3) 中途金利と元本の償還は保証されて「いない」。これが問題だ。
最後のリスクはそれほど、今まで重視しされなかった。大手の有名な航空会社が破綻するなどということはほとんど考えなくても良いでしょう、というのはリース会社の営業の人のセールストークであった。事実、エアライン業界では、パイロット不足で困っているのがこの20年位の実情だったのである。それほど好調な業界だったのだ。
ところが、今回のコロナショックである。突然、人の行き来がとまった。エアライン各社は、毎日、季節変動はあるにせよ、右肩上がりで、搭乗者の増加を見込み、それからのキャシュフローを当てにして、人件費や航空機リース代金をはらってきたのである。
もし、飛行機会社の全便が欠航すると、手持ちの現預金は2から4か月ほどでゼロになると言われている。
既にイギリスの航空会社「フライビー」は倒産に追い込まれた。
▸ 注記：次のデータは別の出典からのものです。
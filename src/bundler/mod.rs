//! Bundler collaborator
//!
//! The bundler turns a [`BuildTarget`] into named output chunks, one chunk
//! list per output descriptor. Module resolution and code generation happen
//! entirely on its side.

mod external;

pub use external::ExternalBundler;

use crate::domain::BuildTarget;
use crate::error::BundlerError;
use async_trait::async_trait;
use serde::{Deserialize, Serialize};
use std::path::PathBuf;

/// One bundler invocation
#[derive(Debug, Clone, PartialEq, Eq, Serialize, Deserialize)]
#[serde(rename_all = "camelCase")]
pub struct BundleRequest {
    /// Package being built
    pub package_name: String,
    /// Directory module ids and output file names are relative to
    pub package_dir: PathBuf,
    pub target: BuildTarget,
}

/// A generated file
#[derive(Debug, Clone, PartialEq, Eq, Serialize, Deserialize)]
#[serde(rename_all = "camelCase")]
pub struct Chunk {
    /// Path relative to the output directory
    pub file_name: String,
    pub code: String,
    /// Source map, written next to the chunk when present
    #[serde(default)]
    pub map: Option<String>,
    /// Export names, `default` included
    #[serde(default)]
    pub exports: Vec<String>,
    /// Whether the chunk is the output of an entry
    #[serde(default)]
    pub is_entry: bool,
    /// Source module the entry chunk stands for
    #[serde(default)]
    pub facade_module: Option<PathBuf>,
    /// Source modules bundled into the chunk
    #[serde(default)]
    pub modules: Vec<PathBuf>,
}

impl Chunk {
    /// Returns true if the chunk has a default export
    pub fn has_default_export(&self) -> bool {
        self.exports.iter().any(|e| e == "default")
    }
}

/// Chunks produced for one output descriptor
#[derive(Debug, Clone, Default, PartialEq, Eq, Serialize, Deserialize)]
pub struct OutputChunks {
    pub chunks: Vec<Chunk>,
}

/// Result of a bundler invocation, in the order of the target's outputs
#[derive(Debug, Clone, Default, PartialEq, Eq, Serialize, Deserialize)]
pub struct BundleOutput {
    pub outputs: Vec<OutputChunks>,
}

impl BundleOutput {
    /// All chunks of every output
    pub fn chunks(&self) -> impl Iterator<Item = &Chunk> {
        self.outputs.iter().flat_map(|o| o.chunks.iter())
    }
}

/// Bundler abstraction
#[async_trait]
pub trait Bundler: Send + Sync {
    async fn bundle(&self, request: &BundleRequest) -> Result<BundleOutput, BundlerError>;
}

#[cfg(test)]
mod tests {
    use super::*;

    #[test]
    fn test_chunk_deserializes_with_defaults() {
        let chunk: Chunk =
            serde_json::from_str(r#"{"fileName": "dist/pkg.cjs.dev.js", "code": "x"}"#).unwrap();
        assert_eq!(chunk.file_name, "dist/pkg.cjs.dev.js");
        assert!(!chunk.is_entry);
        assert!(chunk.exports.is_empty());
        assert!(!chunk.has_default_export());
    }

    #[test]
    fn test_bundle_output_chunks() {
        let chunk = |name: &str| Chunk {
            file_name: name.to_string(),
            code: String::new(),
            map: None,
            exports: vec!["default".to_string()],
            is_entry: true,
            facade_module: None,
            modules: Vec::new(),
        };
        let output = BundleOutput {
            outputs: vec![
                OutputChunks {
                    chunks: vec![chunk("a")],
                },
                OutputChunks {
                    chunks: vec![chunk("b"), chunk("c")],
                },
            ],
        };
        let names: Vec<_> = output.chunks().map(|c| c.file_name.as_str()).collect();
        assert_eq!(names, vec!["a", "b", "c"]);
        assert!(output.chunks().all(Chunk::has_default_export));
    }
}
大手の航空会社デルタエアラインですら、この1か月間で、株価は半分22ドルになっている。リーマンショックのときは10ドルだったのだから、まだ大丈夫だという人もいるが、コロナショックはそうかんたんに収束しないであろう。今後、LCCを中心にして続々と倒産が生じるかもしれない。
3月15日には、世界の多くの航空会社が所属する「ワンワールド」、「スカイチーム」、「スターアライアンス」の三大航空同盟は、各国の政府に対して支援を求めた。みなさんも、これらの同盟のいずれかのマイレージカードをもっているだろう。
各国政府は、支援に前向きのようであるが、すべての会社を救済することはとてもできないであろう。支援が十分でない、中小のLCCは破綻が続き、航空機リース商品のデフォルトが頻発するかもしれない。
こうしたことが意味することは何だろうか?重要な帰結として次のようなことが考えれれる。
1) 航空会社だけなぜ助けるのだ! 居酒屋だって同じではないか。共に「日銭商売」何であるのだ、という不満は必ず出てくるだろう。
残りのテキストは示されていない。